Equity markets: caution is still warranted
Equity markets continued the climb since our last edition of Portfolio Perspectives with the world index returning 2.3% in euro terms. Better inflation data from the US brought forward interest rate cuts in the US again buoying the US bond market and with it the equity market. The AI theme continued to push markets up – and Nvidia results was main focus over this period.
The inflation reports from the US were encouraging with a notable step down in core services inflation. At the last reading, euro area inflation came in higher than expected at the core and headline level although the journey is still downwards.
Growth indicators were slightly weaker over the last few weeks led by softer data on US consumption. The data from the euro area is still encouraging but this is mainly driven by sentiment indices rather than the hard data. China is still being held back by a slowing consumer sector.
The US equity market led during the period due to improved interest rate expectations and its high exposure to the ‘New Economy’ sectors (IT and Communication Services). These were the strongest sectors driven by very good results from semi-conductor companies (Nvidia, Broadcom etc.) as the build out of the IT infrastructure to enable AI tools continues at a rapid pace. We do seem to have left earnings downgrades behind us. Over the last month, there was an increase in global earnings growth for 2024, the first time this has happened this year.
The euro area now faces some uncertainty as the European Parliament elections prompted a snap election in France. The implications of the outcome are likely to be regional affecting the relative attraction of the euro area rather than undermining global equities.
The backdrop to equity markets has been improving during the year; the global economy remains robust and is expected to deliver close to trend growth this year and next.

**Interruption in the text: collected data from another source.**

use crate::error::ConfigError;
use crate::settings::{LogFormat, LoggingSettings};
use tracing_appender::non_blocking::WorkerGuard;
use tracing_subscriber::{fmt, layer::SubscriberExt, util::SubscriberInitExt, EnvFilter, Layer};

const LOG_FILE_PREFIX: &str = "pv-ledger.log";

/// Installs the global tracing subscriber.
///
/// Console output always happens; a file sink is added when
/// `logging.directory` is configured. The returned guard must be held for the
/// lifetime of the process, otherwise buffered file output is lost.
pub fn init_tracing(settings: &LoggingSettings) -> Result<Option<WorkerGuard>, ConfigError> {
    let filter = match EnvFilter::try_from_default_env() {
        Ok(filter) => filter,
        Err(_) => EnvFilter::try_new(&settings.filter).map_err(|e| {
            ConfigError::ValidationError(format!("logging.filter '{}': {}", settings.filter, e))
        })?,
    };

    let console_layer = match settings.format {
        LogFormat::Full => fmt::layer().boxed(),
        LogFormat::Compact => fmt::layer().compact().boxed(),
    };

    let (file_layer, guard) = match &settings.directory {
        Some(directory) => {
            let appender = tracing_appender::rolling::daily(directory, LOG_FILE_PREFIX);
            let (writer, guard) = tracing_appender::non_blocking(appender);
            let layer = fmt::layer().with_writer(writer).with_ansi(false).boxed();
            (Some(layer), Some(guard))
        }
        None => (None, None),
    };

    tracing_subscriber::registry()
        .with(console_layer)
        .with(file_layer)
        .with(filter)
        .try_init()
        .map_err(|e| ConfigError::LoggingError(e.to_string()))?;

    Ok(guard)
}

This is now feeding through to earnings forecasts and profit momentum could be starting to turn upwards. But equity markets have moved to reflect these developments. Interest rate expectations remain volatile, and these have the potential to undermine equity markets and thus caution is still warranted.
What central bank policy means for fixed income markets
This month’s Asset Allocation committee meeting discussed the muted performance of fixed income markets in May and the subsequent weakness following the important central bank meetings in early June. There were no changes to overall strategy or the investment mix but, as always, the importance of looking at the macro picture and remaining flexible to adapt to significant market changes was highlighted.
Looking at market performance, the euro area bond market performance for the month of May was muted, returning just 0.04% according to the Bloomberg Euro Aggregate bond index. Euro area bonds grappled with stickier inflation and stronger growth data over the month. As a result, investors pulled back on their pricing of rate cuts and in turn, bond yields rose marginally in the euro area. The German 10-year yield ended the month of May up slightly to 2.66%. The first week of June did see a 25-basis point cut from the European Central Bank, but the commentary from officials highlighted that the cutting cycle may be more gradual than initially expected with only two further cuts now expected before 2024 year-end. In early June, bond yields rose slightly further despite the rate cut.
Across the Atlantic, Fed commentary remained hawkish during the month of May, but rate cut repricing did not reverberate as negatively as in the euro area. US Treasury bond yields actually fell modestly on the month and the US bond market aggregate returned 1.55%, according to the Bloomberg US Aggregate bond index. The Fed’s decision at their June meeting to hold off on cutting rates until further economic weakening becomes visible was widely expected and caused little disruption to yields.
Despite May’s outperformance by US bonds, the euro area is still outperforming the US (on a hedged basis) year-to-date. In our view, value remains in lower and mid duration exposures, and we remain overweight corporate bonds relative to government bonds as economic growth and corporate fundamentals remain positive.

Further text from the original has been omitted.